In the end, all our wondering about what heaven will be like is about me and us. What will I do? Who will I see? Will my dog be there? The resurrection is really not about us at all. The resurrection is about God. Resurrection is about a God who will not abandon his creation, his children. Resurrection is about God's unwillingness to let us go, to let us sink in sin or forever suffer the consequences of our own destructiveness. Resurrection is the end of a story that began with creation.
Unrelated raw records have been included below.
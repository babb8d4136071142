use axum::{
    http::StatusCode,
    response::{Html, IntoResponse, Response},
};

#[derive(Debug, thiserror::Error)]
pub enum AppError {
    #[error("Template rendering error: {0}")]
    Template(#[from] tera::Error),
}

impl IntoResponse for AppError {
    fn into_response(self) -> Response {
        tracing::error!("Internal error: {:?}", self);

        let status = StatusCode::INTERNAL_SERVER_ERROR;
        let body = format!(
            r#"<!DOCTYPE html>
<html>
<head>
    <title>Error {}</title>
</head>
<body>
    <h1>Error {}</h1>
    <p>Internal server error</p>
    <a href="/">Return to homepage</a>
</body>
</html>"#,
            status.as_u16(),
            status.as_u16(),
        );

        (status, Html(body)).into_response()
    }
}
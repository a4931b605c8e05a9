//! Application state management

use std::sync::Arc;

use backend_storage::image_record::ImageRecordStore;

use crate::{media_host::MediaHost, staging::StagingArea};

/// Components shared across handlers
#[derive(Clone)]
pub struct AppState {
    /// Directory receiving uploads before they are forwarded
    pub staging_area: Arc<StagingArea>,
    /// Service hosting the uploaded files
    pub media_host: Arc<dyn MediaHost>,
    /// Store of hosted image URLs
    pub record_store: Arc<dyn ImageRecordStore>,
}
//! Cloudinary signed upload API client

use std::time::Duration;

use async_trait::async_trait;
use chrono::Utc;
use reqwest::{
    multipart::{Form, Part},
    Client,
};
use serde::Deserialize;
use sha1::{Digest, Sha1};
use tracing::debug;

use super::{HostedMedia, MediaHost, MediaHostError, MediaHostResult};
use crate::{staging::StagedFile, types::CloudinaryConfig};

/// Default request timeout in seconds
const DEFAULT_REQUEST_TIMEOUT_SECS: u64 = 60;
/// Maximum number of idle connections to maintain per host
const MAX_IDLE_CONNECTIONS_PER_HOST: usize = 10;

#[derive(Debug, Deserialize)]
struct UploadResponse {
    secure_url: String,
    public_id: String,
    resource_type: String,
    #[serde(default)]
    format: Option<String>,
    #[serde(default)]
    bytes: Option<u64>,
}

#[derive(Debug, Deserialize)]
struct ErrorResponse {
    error: ErrorBody,
}

#[derive(Debug, Deserialize)]
struct ErrorBody {
    message: String,
}

/// Client of the Cloudinary upload API
///
/// Files go to the `auto` upload endpoint so Cloudinary detects the resource
/// type itself.
pub struct CloudinaryClient {
    config: CloudinaryConfig,
    http_client: Client,
}

impl CloudinaryClient {
    /// Creates a new Cloudinary client
    ///
    /// # Errors
    ///
    /// Returns `MediaHostError::Http` if the HTTP client fails to be created
    pub fn new(config: CloudinaryConfig) -> MediaHostResult<Self> {
        let http_client = Client::builder()
            .timeout(Duration::from_secs(DEFAULT_REQUEST_TIMEOUT_SECS))
            .pool_max_idle_per_host(MAX_IDLE_CONNECTIONS_PER_HOST)
            .build()?;

        Ok(Self {
            config,
            http_client,
        })
    }

    /// Endpoint receiving uploads for the configured account
    #[must_use]
    pub fn upload_url(&self) -> String {
        format!(
            "{}/v1_1/{}/auto/upload",
            self.config.api_base_url.trim_end_matches('/'),
            self.config.cloud_name
        )
    }

    /// Signs request parameters
    ///
    /// Parameters are sorted by name, serialized as `k=v` pairs joined with `&`,
    /// suffixed with the API secret and hashed with SHA-1.
    #[must_use]
    pub fn sign(params: &[(&str, &str)], api_secret: &str) -> String {
        let mut sorted = params.to_vec();
        sorted.sort_by(|a, b| a.0.cmp(b.0));

        let to_sign = sorted
            .iter()
            .map(|(name, value)| format!("{name}={value}"))
            .collect::<Vec<_>>()
            .join("&");

        let mut hasher = Sha1::new();
        hasher.update(to_sign.as_bytes());
        hasher.update(api_secret.as_bytes());
        hex::encode(hasher.finalize())
    }
}

#[async_trait]
impl MediaHost for CloudinaryClient {
    async fn upload(&self, file: &StagedFile) -> MediaHostResult<HostedMedia> {
        let bytes = tokio::fs::read(file.path()).await?;
        let timestamp = Utc::now().timestamp().to_string();
        let signature = Self::sign(&[("timestamp", timestamp.as_str())], &self.config.api_secret);

        let part = Part::bytes(bytes)
            .file_name(file.original_name().to_string())
            .mime_str(file.content_type().as_ref())?;

        let form = Form::new()
            .part("file", part)
            .text("api_key", self.config.api_key.clone())
            .text("timestamp", timestamp)
            .text("signature", signature);

        debug!(url = %self.upload_url(), file = %file.file_name(), "Uploading to Cloudinary");

        let response = self
            .http_client
            .post(self.upload_url())
            .multipart(form)
            .send()
            .await?;

        let status = response.status();
        if !status.is_success() {
            let message = response.json::<ErrorResponse>().await.map_or_else(
                |_| {
                    status
                        .canonical_reason()
                        .unwrap_or("unknown error")
                        .to_string()
                },
                |body| body.error.message,
            );

            return Err(MediaHostError::Rejected {
                status: status.as_u16(),
                message,
            });
        }

        let body: UploadResponse = response.json().await?;

        Ok(HostedMedia {
            url: body.secure_url,
            public_id: body.public_id,
            resource_type: body.resource_type,
            format: body.format,
            bytes: body.bytes,
        })
    }
}
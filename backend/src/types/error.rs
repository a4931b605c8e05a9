//! Universal error handling for the API

use aide::OperationOutput;
use axum::{
    extract::multipart::MultipartRejection,
    http::StatusCode,
    response::{IntoResponse, Response},
    Json,
};
use backend_storage::image_record::ImageRecordStorageError;
use schemars::JsonSchema;
use serde::Serialize;

use crate::staging::StagingError;

/// API error response body, `{"error": "<message>"}`
#[derive(Debug, Serialize, JsonSchema)]
pub struct ApiErrorResponse {
    /// Human-readable error message
    pub error: &'static str,
}

/// Application error type that wraps the API error response
#[derive(Debug)]
pub struct AppError {
    status: StatusCode,
    inner: ApiErrorResponse,
}

impl AppError {
    /// Create a new application error
    #[must_use]
    pub const fn new(status: StatusCode, msg: &'static str) -> Self {
        Self {
            status,
            inner: ApiErrorResponse { error: msg },
        }
    }

    /// The request carried no `file` part
    #[must_use]
    pub const fn missing_file() -> Self {
        Self::new(StatusCode::BAD_REQUEST, "No file uploaded")
    }

    /// The request carried more than one `file` part
    #[must_use]
    pub const fn multiple_files() -> Self {
        Self::new(
            StatusCode::BAD_REQUEST,
            "Only one file may be uploaded per request",
        )
    }

    /// The multipart body could not be parsed
    #[must_use]
    pub const fn malformed_multipart() -> Self {
        Self::new(StatusCode::BAD_REQUEST, "Malformed multipart request")
    }

    /// The body exceeded the configured limit
    #[must_use]
    pub const fn payload_too_large() -> Self {
        Self::new(StatusCode::PAYLOAD_TOO_LARGE, "Uploaded file is too large")
    }

    /// The media host did not return a hosted file
    #[must_use]
    pub const fn media_host_failed() -> Self {
        Self::new(
            StatusCode::INTERNAL_SERVER_ERROR,
            "Error uploading to media host",
        )
    }

    /// The request did not complete in time
    #[must_use]
    pub const fn request_timeout() -> Self {
        Self::new(StatusCode::REQUEST_TIMEOUT, "Request timed out")
    }

    /// The record store cannot be reached
    #[must_use]
    pub const fn record_store_unavailable() -> Self {
        Self::new(StatusCode::SERVICE_UNAVAILABLE, "Record store unavailable")
    }

    /// Anything else; details stay in the server logs
    #[must_use]
    pub const fn internal() -> Self {
        Self::new(StatusCode::INTERNAL_SERVER_ERROR, "Internal Server Error")
    }

    /// HTTP status of the error
    #[must_use]
    pub const fn status(&self) -> StatusCode {
        self.status
    }

    /// Message sent to the client
    #[must_use]
    pub const fn message(&self) -> &'static str {
        self.inner.error
    }
}

impl IntoResponse for AppError {
    fn into_response(self) -> Response {
        match self.status.as_u16() {
            400..=499 => tracing::warn!("Client error: {} - {}", self.status, self.inner.error),
            500..=599 => tracing::error!("Server error: {} - {}", self.status, self.inner.error),
            _ => {}
        }

        (self.status, Json(self.inner)).into_response()
    }
}

/// Convert staging errors to application errors
impl From<StagingError> for AppError {
    fn from(err: StagingError) -> Self {
        match &err {
            StagingError::Multipart(multipart_err)
                if multipart_err.status() == StatusCode::PAYLOAD_TOO_LARGE =>
            {
                tracing::warn!("Upload exceeds body limit: {err}");
                Self::payload_too_large()
            }
            StagingError::Multipart(_) => {
                tracing::warn!("Malformed multipart request: {err}");
                Self::malformed_multipart()
            }
            StagingError::Io(_) | StagingError::NameExhausted(_) => {
                tracing::error!("Failed to stage upload: {err}");
                Self::internal()
            }
        }
    }
}

/// Convert multipart extraction failures (missing or invalid boundary)
impl From<MultipartRejection> for AppError {
    fn from(rejection: MultipartRejection) -> Self {
        tracing::warn!("Rejected multipart request: {}", rejection.body_text());
        Self::malformed_multipart()
    }
}

/// Convert record store errors to application errors
impl From<ImageRecordStorageError> for AppError {
    fn from(err: ImageRecordStorageError) -> Self {
        tracing::error!("Failed to save image record: {err}");
        Self::internal()
    }
}

impl OperationOutput for AppError {
    type Inner = ApiErrorResponse;

    fn operation_response(
        ctx: &mut aide::generate::GenContext,
        operation: &mut aide::openapi::Operation,
    ) -> Option<aide::openapi::Response> {
        Json::<ApiErrorResponse>::operation_response(ctx, operation)
    }
}
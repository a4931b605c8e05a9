use std::path::PathBuf;

use clap::Parser;
use tracing_subscriber::{fmt, EnvFilter};
use upload_client::{ImageUpload, DEFAULT_ENDPOINT};

#[derive(Parser)]
#[command(name = "upload-client")]
#[command(version, about = "Upload an image through the relay")]
struct Cli {
    /// Image to upload
    #[arg(required = true)]
    file: PathBuf,

    /// Upload endpoint of the relay
    #[arg(long, env = "UPLOAD_ENDPOINT", default_value = DEFAULT_ENDPOINT)]
    endpoint: String,
}

#[tokio::main]
async fn main() -> anyhow::Result<()> {
    fmt()
        .with_env_filter(
            EnvFilter::try_from_default_env().unwrap_or_else(|_| EnvFilter::new("info")),
        )
        .init();

    let cli = Cli::parse();

    let mut widget = ImageUpload::new(cli.endpoint)?;
    widget.select_file(cli.file);

    let Some(image_url) = widget.upload().await else {
        anyhow::bail!("Upload did not produce an image URL");
    };

    println!("{image_url}");
    Ok(())
}
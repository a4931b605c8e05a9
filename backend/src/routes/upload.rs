use std::sync::Arc;

use axum::{
    extract::{multipart::MultipartRejection, Multipart},
    Extension, Json,
};
use backend_storage::image_record::ImageRecordStore;
use mime::Mime;
use schemars::JsonSchema;
use serde::{Deserialize, Serialize};
use tracing::instrument;

use crate::{
    media_host::{self, MediaHost},
    staging::{StagedFile, StagingArea, StagingError},
    types::AppError,
};

/// Multipart field carrying the upload
pub const FILE_FIELD: &str = "file";

/// Body of a successful upload
#[derive(Debug, Serialize, Deserialize, JsonSchema)]
#[serde(rename_all = "camelCase")]
pub struct UploadResponse {
    /// Public URL of the hosted image
    pub image_url: String,
}

/// Relays one uploaded image to the media host
///
/// 1. Streams the `file` part of the multipart body into the staging area
/// 2. Hands the staged file to the media host and removes it
/// 3. Records the public URL returned by the host
///
/// # Errors
///
/// - 400 if the body is not multipart, has no `file` part or more than one,
///   or is malformed
/// - 413 if the body exceeds the configured limit
/// - 500 if the media host fails or the record cannot be saved
#[instrument(skip_all)]
pub async fn upload_image(
    Extension(staging_area): Extension<Arc<StagingArea>>,
    Extension(media_host): Extension<Arc<dyn MediaHost>>,
    Extension(record_store): Extension<Arc<dyn ImageRecordStore>>,
    multipart: Result<Multipart, MultipartRejection>,
) -> Result<Json<UploadResponse>, AppError> {
    let mut multipart = multipart?;
    let staged = stage_single_file(&staging_area, &mut multipart).await?;

    tracing::info!(
        original_name = %staged.original_name(),
        staged = %staged.file_name(),
        bytes = staged.size(),
        "Upload staged"
    );

    let hosted = media_host::forward_staged_file(media_host.as_ref(), staged)
        .await
        .ok_or_else(AppError::media_host_failed)?;

    let record = record_store.save(&hosted.url).await?;

    tracing::info!(record_id = %record.id, url = %record.url, "Image record saved");

    Ok(Json(UploadResponse {
        image_url: record.url,
    }))
}

/// Stages the single `file` part of the request, ignoring every other field
async fn stage_single_file(
    staging_area: &StagingArea,
    multipart: &mut Multipart,
) -> Result<StagedFile, AppError> {
    let mut staged: Option<StagedFile> = None;

    while let Some(field) = multipart.next_field().await.map_err(StagingError::from)? {
        if field.name() != Some(FILE_FIELD) {
            continue;
        }
        // A part without a file name is a plain form value, not a file
        let Some(original_name) = field.file_name().map(ToString::to_string) else {
            continue;
        };
        if staged.is_some() {
            return Err(AppError::multiple_files());
        }

        let content_type = field
            .content_type()
            .and_then(|value| value.parse::<Mime>().ok())
            .unwrap_or(mime::APPLICATION_OCTET_STREAM);

        staged = Some(
            staging_area
                .stage(&original_name, content_type, field)
                .await?,
        );
    }

    staged.ok_or_else(AppError::missing_file)
}
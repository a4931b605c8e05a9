//! Error types for media host operations

use aws_sdk_s3::{error::SdkError, operation::put_object::PutObjectError};
use thiserror::Error;

/// Result type for media host operations
pub type MediaHostResult<T> = Result<T, MediaHostError>;

/// Errors that can occur while handing a staged file to the media host
#[derive(Error, Debug)]
pub enum MediaHostError {
    /// No local file to upload
    #[error("No local file path given")]
    MissingPath,

    /// Reading the staged file failed
    #[error("Failed to read staged file: {0}")]
    Io(#[from] std::io::Error),

    /// The HTTP request to the media host failed
    #[error("Media host request failed: {0}")]
    Http(#[from] reqwest::Error),

    /// The media host answered with a non-success status
    #[error("Media host rejected the upload ({status}): {message}")]
    Rejected {
        /// HTTP status returned by the host
        status: u16,
        /// Error message returned by the host
        message: String,
    },

    /// S3 service error
    #[error("S3 service error: {0}")]
    S3Error(String),
}

impl From<SdkError<PutObjectError>> for MediaHostError {
    fn from(error: SdkError<PutObjectError>) -> Self {
        match error {
            SdkError::ServiceError(err) => Self::S3Error(format!("{:?}", err.err())),
            _ => Self::S3Error(error.to_string()),
        }
    }
}
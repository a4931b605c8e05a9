//! Image record storage integration using Dynamo DB
//!
//! Every image that was successfully handed to the media host gets one record
//! holding its public URL. Records are append-only: nothing in the relay updates
//! or deletes them.

mod error;

use std::sync::Arc;

use async_trait::async_trait;
use aws_sdk_dynamodb::{
    error::SdkError,
    types::{AttributeValue, TableStatus},
    Client as DynamoDbClient,
};
use serde::{Deserialize, Serialize};
use strum::Display;
use uuid::Uuid;

pub use error::{ImageRecordStorageError, ImageRecordStorageResult};

/// Attribute names for the image records table
#[derive(Debug, Clone, Display)]
#[strum(serialize_all = "snake_case")]
pub enum ImageRecordAttribute {
    /// Record id (Primary Key)
    Id,
    /// Public URL returned by the media host
    Url,
}

/// Persisted record of one hosted upload
#[derive(Debug, Clone, PartialEq, Eq, Serialize, Deserialize)]
pub struct ImageRecord {
    /// Record id (Primary Key), a random UUID v4
    pub id: String,
    /// Public URL of the hosted image, stored verbatim
    pub url: String,
}

impl ImageRecord {
    /// Creates a record for `url` with a freshly generated id
    #[must_use]
    pub fn new(url: impl Into<String>) -> Self {
        Self {
            id: Uuid::new_v4().to_string(),
            url: url.into(),
        }
    }
}

/// Append-only store of image records
#[async_trait]
pub trait ImageRecordStore: Send + Sync {
    /// Persists a new record for `url` and returns it
    async fn save(&self, url: &str) -> ImageRecordStorageResult<ImageRecord>;

    /// Verifies that the store is reachable and ready to accept writes
    async fn health_check(&self) -> ImageRecordStorageResult<()>;
}

/// Image record storage client for Dynamo DB operations
pub struct ImageRecordStorage {
    dynamodb_client: Arc<DynamoDbClient>,
    table_name: String,
}

impl ImageRecordStorage {
    /// Creates a new image record storage client
    ///
    /// # Arguments
    ///
    /// * `dynamodb_client` - Pre-configured Dynamo DB client
    /// * `table_name` - Dynamo DB table name for image records
    #[must_use]
    pub const fn new(dynamodb_client: Arc<DynamoDbClient>, table_name: String) -> Self {
        Self {
            dynamodb_client,
            table_name,
        }
    }

    /// Name of the backing table
    #[must_use]
    pub fn table_name(&self) -> &str {
        &self.table_name
    }

    /// Inserts a record, refusing to overwrite an existing id
    ///
    /// # Errors
    ///
    /// Returns `ImageRecordStorageError` if the Dynamo DB operation fails
    pub async fn insert(&self, record: &ImageRecord) -> ImageRecordStorageResult<()> {
        let item = serde_dynamo::to_item(record)
            .map_err(|e| ImageRecordStorageError::SerializationError(e.to_string()))?;

        self.dynamodb_client
            .put_item()
            .table_name(&self.table_name)
            .set_item(Some(item))
            .condition_expression("attribute_not_exists(#pk)")
            .expression_attribute_names("#pk", ImageRecordAttribute::Id.to_string())
            .send()
            .await
            .map_err(|err| {
                if matches!(
                    err,
                    SdkError::ServiceError(ref svc) if svc.err().is_conditional_check_failed_exception()
                ) {
                    ImageRecordStorageError::ImageRecordExists(record.id.clone())
                } else {
                    err.into()
                }
            })?;

        Ok(())
    }

    /// Gets an image record by id
    ///
    /// Only used to verify writes; the relay exposes no read path over HTTP.
    ///
    /// # Errors
    ///
    /// Returns `ImageRecordStorageError` if the Dynamo DB operation fails
    pub async fn get_by_id(&self, id: &str) -> ImageRecordStorageResult<Option<ImageRecord>> {
        let response = self
            .dynamodb_client
            .get_item()
            .table_name(&self.table_name)
            .key(
                ImageRecordAttribute::Id.to_string(),
                AttributeValue::S(id.to_string()),
            )
            .projection_expression("#pk, #url")
            .expression_attribute_names("#pk", ImageRecordAttribute::Id.to_string())
            .expression_attribute_names("#url", ImageRecordAttribute::Url.to_string())
            .consistent_read(true)
            .send()
            .await?;

        let item = response
            .item()
            .map(|item| serde_dynamo::from_item(item.clone()))
            .transpose()
            .map_err(|e| ImageRecordStorageError::SerializationError(e.to_string()))?;

        Ok(item)
    }
}

#[async_trait]
impl ImageRecordStore for ImageRecordStorage {
    async fn save(&self, url: &str) -> ImageRecordStorageResult<ImageRecord> {
        let record = ImageRecord::new(url);
        self.insert(&record).await?;

        tracing::debug!(id = %record.id, table = %self.table_name, "Image record saved");

        Ok(record)
    }

    async fn health_check(&self) -> ImageRecordStorageResult<()> {
        let response = self
            .dynamodb_client
            .describe_table()
            .table_name(&self.table_name)
            .send()
            .await?;

        match response.table().and_then(|table| table.table_status()) {
            Some(TableStatus::Active) => Ok(()),
            Some(status) => Err(ImageRecordStorageError::Unavailable(format!(
                "table {} is {}",
                self.table_name,
                status.as_str()
            ))),
            None => Err(ImageRecordStorageError::Unavailable(format!(
                "table {} reported no status",
                self.table_name
            ))),
        }
    }
}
It is the story of the God who said, “Let there be light,” who saw that the world was good, and who wills to redeem it from sin and imperfection.

 

The question I should have asked, lying in bed that night, was not, “What's it like to be dead?” but instead, “What's it like to be alive?” Because that is God's concern in bringing us to salvation: for us to be fully alive.  Eternal life is life with God, living with God as Christ is with God, and living with one another as Christ is with each one of us.

 

The Sadducees, in their flippant question to Jesus, present a hypothetical woman, who is to them no more than property for someone to have.  What if she was real, and she asked Jesus, “Lord, it was Eli I loved best; will we be together in the resurrection?”  Or, “Lord, they all treated me awful; am I free of them in the resurrection?” Or even, “Lord, I loved all seven like crazy; can I have all of them in heaven?” Who is to say that our Lord's answer might not be, “Yes, dear daughter, even better than you can imagine.”

 

We will wake one day, and will not have been a dream. But all of the parts that have made this life a nightmare will have been done away with, and we will wake whole and healed of all that has threatened to undo us. Of course we don't know what it will be like. But one thing we know is that in the resurrection we are all whole persons beloved of God. Relationships and people are made new and are marked by the love we know in Christ.  Jesus' point in the end, I think, is that whatever the resurrection is, it is utterly other than what we have known, and its center will be the One we know as our Lord and Savior.  All that is temporary, cultural, political and religious will fall away.  But what is real, what is love, will be lifted into the light, and all will be transformed, and all will be children of the One whom Jesus called “God not of the dead but of the living.”  In the resurrection, which begins now for all who are joined to Christ, we know what it's like to be truly alive.